In order to understand the relationship between us and Cuba, it’s necessary to look beyond the surface. The obvious question to ask is why does Cuba block the Internet? There are several possible answers to that question, but the most likely one is because the Castro government doesn’t want its citizens to have access to the Internet. Although Cuba is a poor country by Western standards, there are many rural areas where communication can still be a major challenge.
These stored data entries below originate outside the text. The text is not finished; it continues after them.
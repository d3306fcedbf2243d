use crate::types::{CanvasInfo, Landmark};

/// Image-space to canvas-space transform for one frame.
#[derive(Clone, Copy, Debug, PartialEq)]
pub struct CoordinateMapper {
    info: CanvasInfo,
}

impl CoordinateMapper {
    pub fn new(info: CanvasInfo) -> Self {
        Self { info }
    }

    pub fn info(&self) -> &CanvasInfo {
        &self.info
    }

    /// Scales a length (including z) from image pixels to canvas pixels.
    pub fn scale(&self, value: f32) -> f32 {
        value * self.info.scale
    }

    pub fn translate_x(&self, x: f32) -> f32 {
        let scaled = self.scale(x) - self.info.offset_x;
        if self.info.mirrored {
            self.info.width as f32 - scaled
        } else {
            scaled
        }
    }

    pub fn translate_y(&self, y: f32) -> f32 {
        self.scale(y) - self.info.offset_y
    }

    pub fn map(&self, landmark: &Landmark) -> (f32, f32) {
        (self.translate_x(landmark.x), self.translate_y(landmark.y))
    }
}
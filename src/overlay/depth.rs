use super::mapper::CoordinateMapper;
use super::paint::{Color, Paint};
use crate::geometry::rescale;

const Z_EPSILON: f32 = 0.001;

/// Depth extent of the landmarks drawn in the current frame.
///
/// Starts out inverted (`min = +inf`, `max = -inf`) and is rebuilt for every
/// frame; a range never outlives the render call that produced it.
#[derive(Clone, Copy, Debug, PartialEq)]
pub struct ZRange {
    pub min: f32,
    pub max: f32,
}

impl Default for ZRange {
    fn default() -> Self {
        Self::new()
    }
}

impl ZRange {
    pub fn new() -> Self {
        Self {
            min: f32::INFINITY,
            max: f32::NEG_INFINITY,
        }
    }

    pub fn include(&mut self, z: f32) {
        if z.is_nan() {
            return;
        }
        self.min = self.min.min(z);
        self.max = self.max.max(z);
    }

    pub fn is_empty(&self) -> bool {
        self.min > self.max
    }
}

/// Tints paints red (in front of the z origin) or blue (behind it).
#[derive(Clone, Copy, Debug, PartialEq, Eq)]
pub struct DepthModulator {
    pub visualize_z: bool,
    pub rescale_z: bool,
}

impl DepthModulator {
    pub fn new(visualize_z: bool, rescale_z: bool) -> Self {
        Self {
            visualize_z,
            rescale_z,
        }
    }

    /// Returns `base` recolored for depth `z` (image pixels). `base` itself is
    /// left untouched.
    pub fn modulate(
        &self,
        base: &Paint,
        z: f32,
        range: &ZRange,
        mapper: &CoordinateMapper,
    ) -> Paint {
        if !self.visualize_z {
            return *base;
        }

        let (lo, hi) = if self.rescale_z {
            (
                (-Z_EPSILON).min(mapper.scale(range.min)),
                Z_EPSILON.max(mapper.scale(range.max)),
            )
        } else {
            let width = mapper.info().width as f32;
            (-width, width)
        };

        let z_screen = mapper.scale(z);
        let color = if z_screen < 0.0 {
            let v = channel_ratio(z_screen, lo);
            Color::rgba(255, 255 - v, 255 - v, 255)
        } else {
            let v = channel_ratio(z_screen, hi);
            Color::rgba(255 - v, 255 - v, 255, 255)
        };
        base.with_color(color)
    }
}

// Truncates like an integer cast; NaN and infinities land on the clamp bounds.
fn channel_ratio(value: f32, bound: f32) -> u8 {
    let v = rescale(f64::from(value), 0.0, f64::from(bound), 0.0, 255.0) as i32;
    v.clamp(0, 255) as u8
}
There are those who argue that Cuba is simply a poor island. While it may be true that almost all aspects of life are lacking, it is also true that technology is playing an increasingly important role in modern society. In fact, the Castro government released a very well-produced commercial highlighting the importance of the Internet to the Cuban people. In a time when so much attention is focused on free speech, and the Internet as a tool to spread free thought, this is a very important step forward in the fight for Internet freedom.

However, Cuba continues to block the Internet, and there are other nations that follow their example. China is another nation that blocks Internet use. This is a little different, as there may not actually be computers or telephones in every house in China, but the basic infrastructure is in place. Similarly, Iran has a variety of problems with their own Internet, which has limited communications inside of the country, but is also limited to the outside world.

As I travel around the world, I am often dismayed at the lack of Internet access. This doesn’t mean that there aren’t people who are using the Internet, but at what cost. Just like the Castro government, in the past Cuba has used technology to serve its purpose, but it has been a negative impact on society. By removing Internet access, they have given a voice to those who are trying to express themselves, and that is definitely positive. Therefore, I would encourage all human civilizations to embrace this type of technology, because it does help us grow, communicate, and work better as a species.